Scientific classification
- Kingdom: Animalia
- Phylum: Chordata
- Class: Amphibia
- Order: Anura
- Family: Strabomantidae
- Genus: Pristimantis
- Species: P. curtipes
- Binomial name: Pristimantis curtipes (Boulenger, 1882)
- Synonyms: Eleutherodactylus curtipes (Boulenger, 1882); Eleutherodactylus anae Rivero, 1986; Hylodes whymperi Boulenger, 1882; Hyla chimboe Fowler, 1913;

= Pristimantis curtipes =

- Genus: Pristimantis
- Species: curtipes
- Authority: (Boulenger, 1882)
- Conservation status: LC
- Synonyms: Eleutherodactylus curtipes (Boulenger, 1882), Eleutherodactylus anae, Rivero, 1986, Hylodes whymperi Boulenger, 1882, Hyla chimboe Fowler, 1913

Species of frog

Pristimantis curtipes is a species of frog in the family Strabomantidae. It is found in the Nariño Department of southern Colombia and in the Andes of Ecuador south to Desierto de Palmira (Chimborazo Province).

==Description==
Pristimantis curtipes is a short-legged frog that shows large variation in adult size and colouration. Males measure 16–33 mm and females 26–43 mm in snout–vent length. Head is narrower than the body and wider than long.
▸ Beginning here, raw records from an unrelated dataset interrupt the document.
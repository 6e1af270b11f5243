#[cfg(test)]
#[path = "auth_test.rs"]
mod auth_test;

use crate::net::types::{Role, User};

/// Authentication state tracking the current user and the one-time startup
/// restore.
///
/// `loading` starts true and drops to false exactly once, when the
/// persisted session has been read; it is never re-entered after that.
#[derive(Clone, Debug, PartialEq, Eq)]
pub struct AuthState {
    pub user: Option<User>,
    pub loading: bool,
}

impl Default for AuthState {
    fn default() -> Self {
        Self { user: None, loading: true }
    }
}

/// Session lifecycle as seen by the route guard.
#[derive(Clone, Copy, Debug, PartialEq, Eq)]
pub enum SessionStatus {
    /// The persisted session has not been read yet.
    Initializing,
    /// No user is signed in.
    Anonymous,
    /// A user is signed in with the given role.
    Authenticated(Role),
}

impl AuthState {
    pub fn status(&self) -> SessionStatus {
        if self.loading {
            return SessionStatus::Initializing;
        }
        match &self.user {
            Some(user) => SessionStatus::Authenticated(user.role),
            None => SessionStatus::Anonymous,
        }
    }

    /// Complete the startup restore with whatever the session store held.
    pub fn finish_restore(&mut self, user: Option<User>) {
        self.user = user;
        self.loading = false;
    }

    /// Adopt a freshly authenticated identity.
    pub fn authenticate(&mut self, user: User) {
        self.user = Some(user);
        self.loading = false;
    }

    /// Drop the current identity. Safe to call when already anonymous.
    pub fn sign_out(&mut self) {
        self.user = None;
        self.loading = false;
    }

    pub fn is_admin(&self) -> bool {
        matches!(self.status(), SessionStatus::Authenticated(Role::Admin))
    }

    pub fn email(&self) -> Option<&str> {
        self.user.as_ref().map(|user| user.email.as_str())
    }
}
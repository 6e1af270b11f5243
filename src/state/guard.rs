//! Route-gating decisions.
//!
//! Pure functions over the session status; the wrapper components in
//! `app` translate the outcome into a render, a redirect, or a loading
//! placeholder. Nothing here consults the backend — the backend re-checks
//! authorization on every request regardless of what the client renders.

#[cfg(test)]
#[path = "guard_test.rs"]
mod guard_test;

use crate::net::types::Role;
use crate::state::auth::SessionStatus;

/// Outcome of a navigation decision.
#[derive(Clone, Copy, Debug, PartialEq, Eq)]
pub enum RouteDecision {
    /// Render the target view.
    Render,
    /// The session is still restoring; show a placeholder.
    Loading,
    /// Redirect to the login page.
    ToLogin,
    /// Redirect to the home page.
    ToHome,
}

/// Decide whether a protected route may render for the given session.
pub fn protected(status: SessionStatus, admin_only: bool) -> RouteDecision {
    match status {
        SessionStatus::Initializing => RouteDecision::Loading,
        SessionStatus::Anonymous => RouteDecision::ToLogin,
        SessionStatus::Authenticated(role) => {
            if admin_only && role != Role::Admin {
                RouteDecision::ToHome
            } else {
                RouteDecision::Render
            }
        }
    }
}

/// Decide whether a public-only route (the login page) may render.
pub fn public_only(status: SessionStatus) -> RouteDecision {
    match status {
        SessionStatus::Initializing => RouteDecision::Loading,
        SessionStatus::Anonymous => RouteDecision::Render,
        SessionStatus::Authenticated(_) => RouteDecision::ToHome,
    }
}
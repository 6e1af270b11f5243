use super::*;

fn user(role: Role) -> User {
    User {
        id: "u-1".to_owned(),
        email: "admin@company.com".to_owned(),
        role,
    }
}

// =============================================================
// Startup
// =============================================================

#[test]
fn starts_initializing() {
    let state = AuthState::default();
    assert!(state.loading);
    assert_eq!(state.status(), SessionStatus::Initializing);
}

#[test]
fn restore_with_stored_user_authenticates() {
    let mut state = AuthState::default();
    state.finish_restore(Some(user(Role::User)));
    assert_eq!(state.status(), SessionStatus::Authenticated(Role::User));
}

#[test]
fn restore_with_empty_store_goes_anonymous() {
    let mut state = AuthState::default();
    state.finish_restore(None);
    assert_eq!(state.status(), SessionStatus::Anonymous);
}

// =============================================================
// Transitions
// =============================================================

#[test]
fn authenticate_reports_admin_role() {
    let mut state = AuthState::default();
    state.authenticate(user(Role::Admin));
    assert_eq!(state.status(), SessionStatus::Authenticated(Role::Admin));
    assert!(state.is_admin());
}

#[test]
fn plain_user_is_not_admin() {
    let mut state = AuthState::default();
    state.authenticate(user(Role::User));
    assert!(!state.is_admin());
}

#[test]
fn sign_out_is_idempotent() {
    let mut state = AuthState::default();
    state.authenticate(user(Role::Admin));

    state.sign_out();
    assert_eq!(state.status(), SessionStatus::Anonymous);

    state.sign_out();
    assert_eq!(state.status(), SessionStatus::Anonymous);
}

#[test]
fn email_tracks_the_current_user() {
    let mut state = AuthState::default();
    assert_eq!(state.email(), None);
    state.authenticate(user(Role::User));
    assert_eq!(state.email(), Some("admin@company.com"));
}
use super::*;

#[test]
fn push_appends_and_returns_the_id() {
    let mut state = ToastState::default();
    let id = state.push(Toast::info("Saved", "All good."));
    assert_eq!(state.items.len(), 1);
    assert_eq!(state.items[0].id, id);
}

#[test]
fn dismiss_removes_only_the_target() {
    let mut state = ToastState::default();
    let first = state.push(Toast::info("One", ""));
    let second = state.push(Toast::error("Two", ""));

    state.dismiss(first);
    assert_eq!(state.items.len(), 1);
    assert_eq!(state.items[0].id, second);

    // Dismissing an already-gone toast is harmless.
    state.dismiss(first);
    assert_eq!(state.items.len(), 1);
}

#[test]
fn constructors_set_the_kind() {
    assert_eq!(Toast::info("t", "m").kind, ToastKind::Info);
    assert_eq!(Toast::error("t", "m").kind, ToastKind::Error);
}

#[test]
fn toast_ids_are_unique() {
    assert_ne!(Toast::info("t", "m").id, Toast::info("t", "m").id);
}
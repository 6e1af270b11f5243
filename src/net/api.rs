//! REST API helpers for communicating with the backend.
//!
//! Client-side (hydrate): real HTTP calls via `gloo-net`.
//! Server-side (SSR): stubs returning `None`/error since these endpoints
//! are only meaningful in the browser.
//!
//! ERROR HANDLING
//! ==============
//! Every wrapper resolves to `Result<T, String>` (or `Option` for the
//! identity probe) where the error is already a human-readable message, so
//! UI code can toast it without a try/catch-style dance. A 401 from any
//! endpoint additionally fires [`super::unauthorized::notify`] before the
//! error is returned; session teardown happens in the installed handler,
//! not here.

#![allow(clippy::unused_async)]

use super::types::{Announcement, AuthResponse, DeleteResponse, Role, User};

#[cfg(feature = "hydrate")]
use super::error;
#[cfg(feature = "hydrate")]
use super::types::{RoleUpdateResponse, UserEnvelope};
#[cfg(feature = "hydrate")]
use super::unauthorized;

#[cfg(feature = "hydrate")]
const UNAUTHORIZED: u16 = 401;

#[cfg(not(feature = "hydrate"))]
const SERVER_STUB: &str = "not available on server";

/// Attach the stored bearer token, when one exists.
#[cfg(feature = "hydrate")]
fn authorized(builder: gloo_net::http::RequestBuilder) -> gloo_net::http::RequestBuilder {
    match crate::util::session::load().token {
        Some(token) => builder.header("Authorization", &format!("Bearer {token}")),
        None => builder,
    }
}

/// Screen a response: fire the unauthorized hook on 401, normalize every
/// other failure into a display message.
#[cfg(feature = "hydrate")]
async fn accept(resp: gloo_net::http::Response) -> Result<gloo_net::http::Response, String> {
    let status = resp.status();
    if status == UNAUTHORIZED {
        unauthorized::notify();
        let body = resp.text().await.unwrap_or_default();
        return Err(error::message_from_body(&body, "Your session has expired"));
    }
    if !resp.ok() {
        let body = resp.text().await.unwrap_or_default();
        return Err(error::message_from_body(&body, &error::fallback_for_status(status)));
    }
    Ok(resp)
}

#[cfg(feature = "hydrate")]
async fn read_json<T: serde::de::DeserializeOwned>(
    resp: gloo_net::http::Response,
) -> Result<T, String> {
    resp.json::<T>().await.map_err(|e| error::from_transport(&e))
}

/// Create an account via `POST /api/auth/signup`.
///
/// # Errors
///
/// Returns the backend's reason (e.g. a duplicate email) as a display string.
pub async fn sign_up(email: &str, password: &str, role: Role) -> Result<AuthResponse, String> {
    #[cfg(feature = "hydrate")]
    {
        let resp = authorized(gloo_net::http::Request::post("/api/auth/signup"))
            .json(&serde_json::json!({ "email": email, "password": password, "role": role }))
            .map_err(|e| error::from_transport(&e))?
            .send()
            .await
            .map_err(|e| error::from_transport(&e))?;
        read_json(accept(resp).await?).await
    }
    #[cfg(not(feature = "hydrate"))]
    {
        let _ = (email, password, role);
        Err(SERVER_STUB.to_owned())
    }
}

/// Exchange credentials for a session via `POST /api/auth/signin`.
///
/// # Errors
///
/// Returns the backend's reason (bad credentials) as a display string.
pub async fn sign_in(email: &str, password: &str) -> Result<AuthResponse, String> {
    #[cfg(feature = "hydrate")]
    {
        let resp = authorized(gloo_net::http::Request::post("/api/auth/signin"))
            .json(&serde_json::json!({ "email": email, "password": password }))
            .map_err(|e| error::from_transport(&e))?
            .send()
            .await
            .map_err(|e| error::from_transport(&e))?;
        read_json(accept(resp).await?).await
    }
    #[cfg(not(feature = "hydrate"))]
    {
        let _ = (email, password);
        Err(SERVER_STUB.to_owned())
    }
}

/// Fetch the identity behind the stored token from `GET /api/auth/user`.
/// Returns `None` if not authenticated or on the server.
pub async fn fetch_current_user() -> Option<User> {
    #[cfg(feature = "hydrate")]
    {
        let resp = authorized(gloo_net::http::Request::get("/api/auth/user"))
            .send()
            .await
            .ok()?;
        if resp.status() == UNAUTHORIZED {
            unauthorized::notify();
            return None;
        }
        if !resp.ok() {
            return None;
        }
        resp.json::<UserEnvelope>().await.ok().map(|envelope| envelope.user)
    }
    #[cfg(not(feature = "hydrate"))]
    {
        None
    }
}

/// Fetch all announcements from `GET /api/announcements`.
///
/// # Errors
///
/// Returns a display message when the list cannot be fetched.
pub async fn fetch_announcements() -> Result<Vec<Announcement>, String> {
    #[cfg(feature = "hydrate")]
    {
        let resp = authorized(gloo_net::http::Request::get("/api/announcements"))
            .send()
            .await
            .map_err(|e| error::from_transport(&e))?;
        read_json(accept(resp).await?).await
    }
    #[cfg(not(feature = "hydrate"))]
    {
        Err(SERVER_STUB.to_owned())
    }
}

/// Publish an announcement via `POST /api/announcements`.
///
/// # Errors
///
/// Returns a display message when the backend rejects the announcement.
pub async fn create_announcement(title: &str, content: &str) -> Result<Announcement, String> {
    #[cfg(feature = "hydrate")]
    {
        let resp = authorized(gloo_net::http::Request::post("/api/announcements"))
            .json(&serde_json::json!({ "title": title, "content": content }))
            .map_err(|e| error::from_transport(&e))?
            .send()
            .await
            .map_err(|e| error::from_transport(&e))?;
        read_json(accept(resp).await?).await
    }
    #[cfg(not(feature = "hydrate"))]
    {
        let _ = (title, content);
        Err(SERVER_STUB.to_owned())
    }
}

/// Rewrite an announcement via `PUT /api/announcements/:id`.
///
/// # Errors
///
/// Returns a display message when the update is rejected (e.g. not the
/// author and not an admin).
pub async fn update_announcement(
    id: &str,
    title: &str,
    content: &str,
) -> Result<Announcement, String> {
    #[cfg(feature = "hydrate")]
    {
        let url = format!("/api/announcements/{id}");
        let resp = authorized(gloo_net::http::Request::put(&url))
            .json(&serde_json::json!({ "title": title, "content": content }))
            .map_err(|e| error::from_transport(&e))?
            .send()
            .await
            .map_err(|e| error::from_transport(&e))?;
        read_json(accept(resp).await?).await
    }
    #[cfg(not(feature = "hydrate"))]
    {
        let _ = (id, title, content);
        Err(SERVER_STUB.to_owned())
    }
}

/// Remove an announcement via `DELETE /api/announcements/:id`.
///
/// # Errors
///
/// Returns a display message when the delete is rejected.
pub async fn delete_announcement(id: &str) -> Result<DeleteResponse, String> {
    #[cfg(feature = "hydrate")]
    {
        let url = format!("/api/announcements/{id}");
        let resp = authorized(gloo_net::http::Request::delete(&url))
            .send()
            .await
            .map_err(|e| error::from_transport(&e))?;
        read_json(accept(resp).await?).await
    }
    #[cfg(not(feature = "hydrate"))]
    {
        let _ = id;
        Err(SERVER_STUB.to_owned())
    }
}

/// Fetch every account from `GET /api/admin/users`. Admin only.
///
/// # Errors
///
/// Returns a display message when the list cannot be fetched.
pub async fn fetch_users() -> Result<Vec<User>, String> {
    #[cfg(feature = "hydrate")]
    {
        let resp = authorized(gloo_net::http::Request::get("/api/admin/users"))
            .send()
            .await
            .map_err(|e| error::from_transport(&e))?;
        read_json(accept(resp).await?).await
    }
    #[cfg(not(feature = "hydrate"))]
    {
        Err(SERVER_STUB.to_owned())
    }
}

/// Change an account's role via `PUT /api/admin/users/:id/role`. Admin only.
/// Returns the server-confirmed user record.
///
/// # Errors
///
/// Returns a display message when the change is rejected.
pub async fn update_user_role(user_id: &str, role: Role) -> Result<User, String> {
    #[cfg(feature = "hydrate")]
    {
        let url = format!("/api/admin/users/{user_id}/role");
        let resp = authorized(gloo_net::http::Request::put(&url))
            .json(&serde_json::json!({ "role": role }))
            .map_err(|e| error::from_transport(&e))?
            .send()
            .await
            .map_err(|e| error::from_transport(&e))?;
        let update: RoleUpdateResponse = read_json(accept(resp).await?).await?;
        Ok(update.user)
    }
    #[cfg(not(feature = "hydrate"))]
    {
        let _ = (user_id, role);
        Err(SERVER_STUB.to_owned())
    }
}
Tympanum is concealed. Dorsum bears low, flat warts and a pair of ill-defined dorsolateral folds. The colouration is highly variable but the ground color is usually dark gray or brown. Most specimens have indefinite darker mottling on the dorsum, striped in some individuals.

==Habitat==
Pristimantis curtipes is a widely distributed and relatively common species. Its altitudinal range is 2750–4400 m asl, probably extending higher. It is found primarily in páramo habitats and, at lower end of its altitudinal range, in montane forests. When inactive, these frogs shelter under rocks on very humid grounds. The altitudinal range overlaps with Pristimantis unistrigatus; in similar habitats at lower altitudes Pristimantis curtipes is replaced by the latter.

==Conservation==
Pristimantis curtipes is an adaptable species that is under no significant threat, although habitat loss remains a potential threat. It is present in a number of national parks and reserves in Ecuador, including the Cotopaxi and Llanganates National Parks.